2021-09-23 08:13:34 | Weblog
557『岡山の今昔人』岡山人(20世紀、小谷善守)

 小谷善守(こたによしもり、1930~1999)は、津山市の生まれ。父親の勤務の関係で幼児期を神戸、東京で過ごす。
 1936年(昭和11年)の小学校入学時に津山に帰り、鉄砲町の津山城西教会に住む。ちなみに、同教会は、21世紀の現在においても、訪れて来る人を皆さんで実に優しく労り、なんだか居心地が良くなる、不思議な場所柄でもある。
 戦後の1948年(昭和23年)には、津山中学を卒業する。1952年(昭和27年)には、津山朝日新聞社に入社する。そして、いつの頃からか、歴史、特に郷土、中国地方の成り立ちから今日までを調べ、検討し、記述する作業を始める。
 1996年に津山朝日新聞社を退職してからは、(財)津山社会教育文化財団津山基督教図書館、津山科学教育博物館理事を務める。
その内には、自らのライフワークの集大成に向かっていたのではないだろうか。
 著作としては、現役記者の時代から津山朝日新聞紙上に「峠」「木地師の道」「鉄(たたら)の道」「出雲街道」などを連載していく。中でも、「出雲街道」は大作にて、変わりゆく現実に追われるかのような雰囲気の中で、本線ばかりでなく、周りのそこそこに足を伸ばし、古老などを尋ね歩いた。写真も含めて、集めた資料は自宅なりにうず高く積み上げられていたのではあるまいか。
 
 一連の著作群の中でもライフワークと言えるのが、「出雲街道」のシリーズであろう。その筆の運びに定評があるのはもちろん、興に誘われては、旅する本人の息遣いまでもが迫ってくるようであり、例えば、こうある。

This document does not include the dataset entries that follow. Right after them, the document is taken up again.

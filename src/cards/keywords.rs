//! Keyword abilities and per-instance keyword sets.
//!
//! `KeywordSet` is a bitmask over the fixed keyword universe. Every minion
//! and weapon owns its own copy, independent of the card template, so a
//! keyword can be granted or consumed on one instance without touching
//! the catalog.
//!
//! On the wire and in storage the set is a plain array sorted in
//! declaration order, and it rehydrates to set semantics on load
//! (duplicates collapse):
//!
//! ```
//! use duel_ccg::cards::{Keyword, KeywordSet};
//!
//! let set: KeywordSet = serde_json::from_str(r#"["WINDFURY","TAUNT","TAUNT"]"#).unwrap();
//! assert!(set.contains(Keyword::Taunt));
//! assert_eq!(set.len(), 2);
//! assert_eq!(serde_json::to_string(&set).unwrap(), r#"["TAUNT","WINDFURY"]"#);
//! ```

use serde::{Deserialize, Serialize};

/// A keyword ability.
#[derive(Clone, Copy, Debug, PartialEq, Eq, Hash, PartialOrd, Ord, Serialize, Deserialize)]
#[serde(rename_all = "SCREAMING_SNAKE_CASE")]
pub enum Keyword {
    /// Must be attacked before any other enemy target.
    Taunt,
    /// Negates the first damage instance, then breaks.
    DivineShield,
    /// May attack minions the turn it is played.
    Rush,
    /// May attack anything the turn it is played.
    Charge,
    /// Two attacks per turn.
    Windfury,
    /// Damage dealt also heals the owner's hero.
    Lifesteal,
}

impl Keyword {
    /// Every keyword, in declaration order.
    pub const ALL: [Keyword; 6] = [
        Keyword::Taunt,
        Keyword::DivineShield,
        Keyword::Rush,
        Keyword::Charge,
        Keyword::Windfury,
        Keyword::Lifesteal,
    ];

    const fn bit(self) -> u8 {
        1 << (self as u8)
    }
}

/// A set of keywords stored as a bitmask.
#[derive(Clone, Copy, Debug, Default, PartialEq, Eq, Hash, Serialize, Deserialize)]
#[serde(from = "Vec<Keyword>", into = "Vec<Keyword>")]
pub struct KeywordSet(u8);

impl KeywordSet {
    /// The empty set.
    #[must_use]
    pub const fn empty() -> Self {
        Self(0)
    }

    /// Check membership.
    #[must_use]
    pub const fn contains(self, keyword: Keyword) -> bool {
        self.0 & keyword.bit() != 0
    }

    /// Add a keyword. Returns true if it was not already present.
    pub fn insert(&mut self, keyword: Keyword) -> bool {
        let added = !self.contains(keyword);
        self.0 |= keyword.bit();
        added
    }

    /// Remove a keyword. Returns true if it was present.
    pub fn remove(&mut self, keyword: Keyword) -> bool {
        let present = self.contains(keyword);
        self.0 &= !keyword.bit();
        present
    }

    /// Add a keyword (builder pattern).
    #[must_use]
    pub fn with(mut self, keyword: Keyword) -> Self {
        self.insert(keyword);
        self
    }

    #[must_use]
    pub const fn is_empty(self) -> bool {
        self.0 == 0
    }

    #[must_use]
    pub const fn len(self) -> usize {
        self.0.count_ones() as usize
    }

    /// Iterate in declaration order.
    pub fn iter(self) -> impl Iterator<Item = Keyword> {
        Keyword::ALL.into_iter().filter(move |k| self.contains(*k))
    }
}

impl FromIterator<Keyword> for KeywordSet {
    fn from_iter<I: IntoIterator<Item = Keyword>>(iter: I) -> Self {
        let mut set = KeywordSet::empty();
        for keyword in iter {
            set.insert(keyword);
        }
        set
    }
}

impl From<Vec<Keyword>> for KeywordSet {
    fn from(keywords: Vec<Keyword>) -> Self {
        keywords.into_iter().collect()
    }
}

impl From<KeywordSet> for Vec<Keyword> {
    fn from(set: KeywordSet) -> Self {
        set.iter().collect()
    }
}

impl<const N: usize> From<[Keyword; N]> for KeywordSet {
    fn from(keywords: [Keyword; N]) -> Self {
        keywords.into_iter().collect()
    }
}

 「旭川上流の高田(勝山)の川舟(高瀬舟)がいつごろまでさかのぼるのか。高田ー岡山間に高瀬舟が通ったのは、室町時代(1338~1573、足利氏が幕府を開いた時代)とする説もあるようだが、後の江戸期のような川舟通運ではなかったと思われる。先・三浦氏時代の旭川水運、特に高田ー岡山の通運は分からないが、西岸の本郷から東の高田村(勝山の町)まで、旭川を渡るのは、川舟があったとも思われるが、一般の村人は、徒歩渡りだったに違いない。
 美作西北部は、古くから明治まで、およそ旭川を隔てて東を大庭(おおば)、西を真島(まじま)の二郡に分かれているが、1900年(明治33年)4月、両郡が合併し、真庭郡になっている。
 高田村(勝山の町)は、高田城が築かれた北の如意山に続く旦(だん)と呼ばれている台地のふもとに、平野部が広がっている。西と南を旭川が流れ、東の久世町境は、旭川まで山が迫っている。旭川の西岸は、旧本郷、三田、組、横部村(現在は勝山町)になり、南岸は、旧草加部村(現・久世町)。山を旭川に囲まれた狭い盆地だが、旭川東岸の大庭郡内に入り込んでいるのが、真島郡高田村。
 東に続く旧久世村と同じように大庭郡になっていないのは、不思議だが、地形は、四方を山と旭川に囲まれ、独立している。大庭郡内に入り込んでいったのか、理由は不明だが、岡山・鳥取県の蒜山(ひるせん)を源にする旭川、支流となる新庄川が合流し、北の村々の出入り口に当たる位置。北の物資の集散地であり、人々の往来のかなめだったに違いない。」(小谷善守「出雲街道、活動ー久世」第2巻、「出雲街道」刊行会、2000)」

 なお、文中でに「先・三浦氏」というのは、14世紀に東国からこちらへ入ってきた、江戸時代の三浦氏とは異なる武士団をいう。